Feminicídio: acusado de matar companheira que trabalhava como gari é condenado a 37 anos de prisão

Publicado em 21/08/2026, às 08h29
Arquivo Pessoal
Arquivo Pessoal

Por Ascom TJAL

Elias José do Nascimento foi condenado a 37 anos e seis meses de prisão pela morte de sua ex-companheira, Adjane Araújo da Silva, em um crime classificado como feminicídio, ocorrido em Teotônio Vilela. O julgamento destacou a premeditação do ato e o desrespeito à ordem pública, uma vez que o crime foi cometido em plena luz do dia.

Os jurados reconheceram a autoria do crime e rejeitaram a absolvição do réu, considerando agravantes como o descumprimento de medidas protetivas e a forma como o crime foi executado, dificultando a defesa da vítima. O juiz ressaltou que o réu planejou minuciosamente sua ação e aguardou o momento certo para atacar.

Elias foi preso 48 horas após o crime, com um revólver e R$ 20 mil em sua posse, e confessou a autoria. Além da pena de reclusão, foi determinado o pagamento de R$ 20 mil de indenização aos filhos da vítima, conforme solicitado pelo Ministério Público.

Resumo gerado por IA

O réu Elias José do Nascimento foi condenado a 37 anos e seis meses de reclusão pela morte da ex-companheira, Adjane Araújo da Silva. O julgamento ocorreu nessa quinta-feira (20), no fórum de Teotônio Vilela.
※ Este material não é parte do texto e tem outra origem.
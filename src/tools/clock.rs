//! Time source used when stamping new entities.

use chrono::{DateTime, Utc};
use std::fmt::{Debug, Formatter};
use std::sync::Arc;

/// A shareable source of the current time.
///
/// Production code uses the system clock, tests plug in a deterministic sequence so that the
/// order of created entities is known up front.
#[derive(Clone)]
pub struct Clock {
    now: Arc<dyn Fn() -> DateTime<Utc> + Send + Sync>,
}

impl Clock {
    pub fn system() -> Self {
        Clock {
            now: Arc::new(Utc::now),
        }
    }

    pub fn from_fn(now: impl Fn() -> DateTime<Utc> + Send + Sync + 'static) -> Self {
        Clock { now: Arc::new(now) }
    }

    pub fn now(&self) -> DateTime<Utc> {
        (self.now)()
    }
}

impl Default for Clock {
    fn default() -> Self {
        Clock::system()
    }
}

impl Debug for Clock {
    fn fmt(&self, f: &mut Formatter<'_>) -> std::fmt::Result {
        write!(f, "Clock")
    }
}

#[cfg(test)]
pub mod test {
    use super::Clock;
    use chrono::{DateTime, Duration, Utc};
    use std::sync::atomic::{AtomicI64, Ordering};

    /// Yields `start`, `start + 1s`, `start + 2s`, ... on successive calls.
    pub fn ticking_clock(start: DateTime<Utc>) -> Clock {
        let ticks = AtomicI64::new(0);
        Clock::from_fn(move || start + Duration::seconds(ticks.fetch_add(1, Ordering::SeqCst)))
    }

    #[test]
    fn ticking_clock_advances_one_second_per_call() {
        let start = DateTime::parse_from_rfc3339("2024-05-01T10:00:00Z")
            .unwrap()
            .with_timezone(&Utc);
        let clock = ticking_clock(start);

        assert_eq!(clock.now(), start);
        assert_eq!(clock.now(), start + Duration::seconds(1));
    }
}
use crate::keys;
use crate::model::{DeletedVote, Vote, VoteId};
use crate::resolver::Resolvers;
use crate::store::{Condition, Item, from_item};
use crate::validation::{validate_id, validate_username};
use anyhow::Context;
use serde_json::Value;

impl Resolvers {
    /// Records a new vote of the user on an existing post.
    ///
    /// Fails with `ConditionFailed` if the user already voted on the post.
    #[tracing::instrument(level = "debug", skip(self), err(Display))]
    pub async fn add_vote(
        &self,
        username: &str,
        post_id: &str,
        upvote: bool,
    ) -> anyhow::Result<Vote> {
        validate_username(username)?;
        let post = self.get_post(post_id).await?;

        let vote = Vote {
            id: VoteId::derive(&post.id, username),
            post_id: post.id,
            username: username.to_string(),
            upvote,
            created_at: self.now(),
        };

        self.insert(&vote, &keys::vote_keys(&vote))
            .await
            .with_context(|| format!("Failed to add vote of '{}' to post '{}'", username, post_id))?;

        Ok(vote)
    }

    /// Changes the direction of an existing vote. Fails with `NotFound` if there is none.
    #[tracing::instrument(level = "debug", skip(self), fields(id = %id), err(Display))]
    pub async fn update_vote(&self, id: &VoteId, upvote: bool) -> anyhow::Result<Vote> {
        let mut attributes = Item::new();
        attributes.insert("upvote".to_string(), Value::Bool(upvote));

        let updated = self
            .store()
            .update_item(&keys::vote_key(id), attributes, Some(Condition::ItemExists))
            .await
            .with_context(|| format!("Failed to update vote '{}'", id))?;

        from_item(updated)
    }

    /// Removes a vote. Removing an absent vote succeeds as well.
    #[tracing::instrument(level = "debug", skip(self), fields(id = %id), err(Display))]
    pub async fn delete_vote(&self, id: &VoteId) -> anyhow::Result<DeletedVote> {
        self.store()
            .delete_item(&keys::vote_key(id))
            .await
            .with_context(|| format!("Failed to delete vote '{}'", id))?;

        Ok(DeletedVote { id: id.clone() })
    }

    /// Point read of the vote a user cast on a post, if any.
    pub async fn find_vote(&self, username: &str, post_id: &str) -> anyhow::Result<Option<Vote>> {
        validate_id("post_id", post_id)?;
        let id = VoteId::derive(post_id, username);

        self.store()
            .get_item(&keys::vote_key(&id))
            .await
            .with_context(|| format!("Failed to read vote '{}'", id))?
            .map(from_item)
            .transpose()
    }
}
Os jurados rejeitaram a absolvição do acusado e reconheceram a materialidade do fato, a autoria do crime e a incidência do feminicídio. O Conselho de Sentença admitiu ainda duas causas de aumento de pena: cometimento de crime em descumprimento de medidas protetivas e de forma a dificultar a defesa da vítima.

O júri foi presidido pelo juiz Rafael Maia Correa. "Restou evidenciado que o acusado planejou minuciosamente os atos preparatórios e sua rota de fuga. No dia dos fatos permaneceu em um bar nas proximidades do local de trabalho da vítima, aguardando o melhor momento para execução do crime", afirmou o magistrado.

O crime ocorreu na tarde de 31 de julho de 2025, em Teotônio Vilela. A vítima foi surpreendida pelo ex-companheiro, que efetuou disparos contra ela. Adjane não resistiu aos ferimentos.

Após o crime, Elias empreendeu fuga, sendo localizado 48 horas depois. Com ele, os policiais encontraram um revólver, munições e a quantia de R$ 20 mil. Em depoimento, o réu confessou o crime.

A conduta delitiva, de acordo com o juiz, foi perpetrada em via pública, no centro urbano do município, em plena luz do dia e enquanto a vítima exercia regularmente seu trabalho na função de gari, "demonstrando audácia, desfaçatez e grave desrespeito à ordem social e aos transeuntes".

A pena deverá ser cumprida em regime inicialmente fechado. Na sentença, o magistrado determinou também o pagamento de indenização no valor de R$ 20 mil aos três filhos da vítima, "montante que corresponde exatamente ao valor pleiteado pelo Ministério Público na exordial acusatória, sem prejuízo de que eventuais valores adicionais ou complementares sejam postulados pelos interessados na esfera cível própria".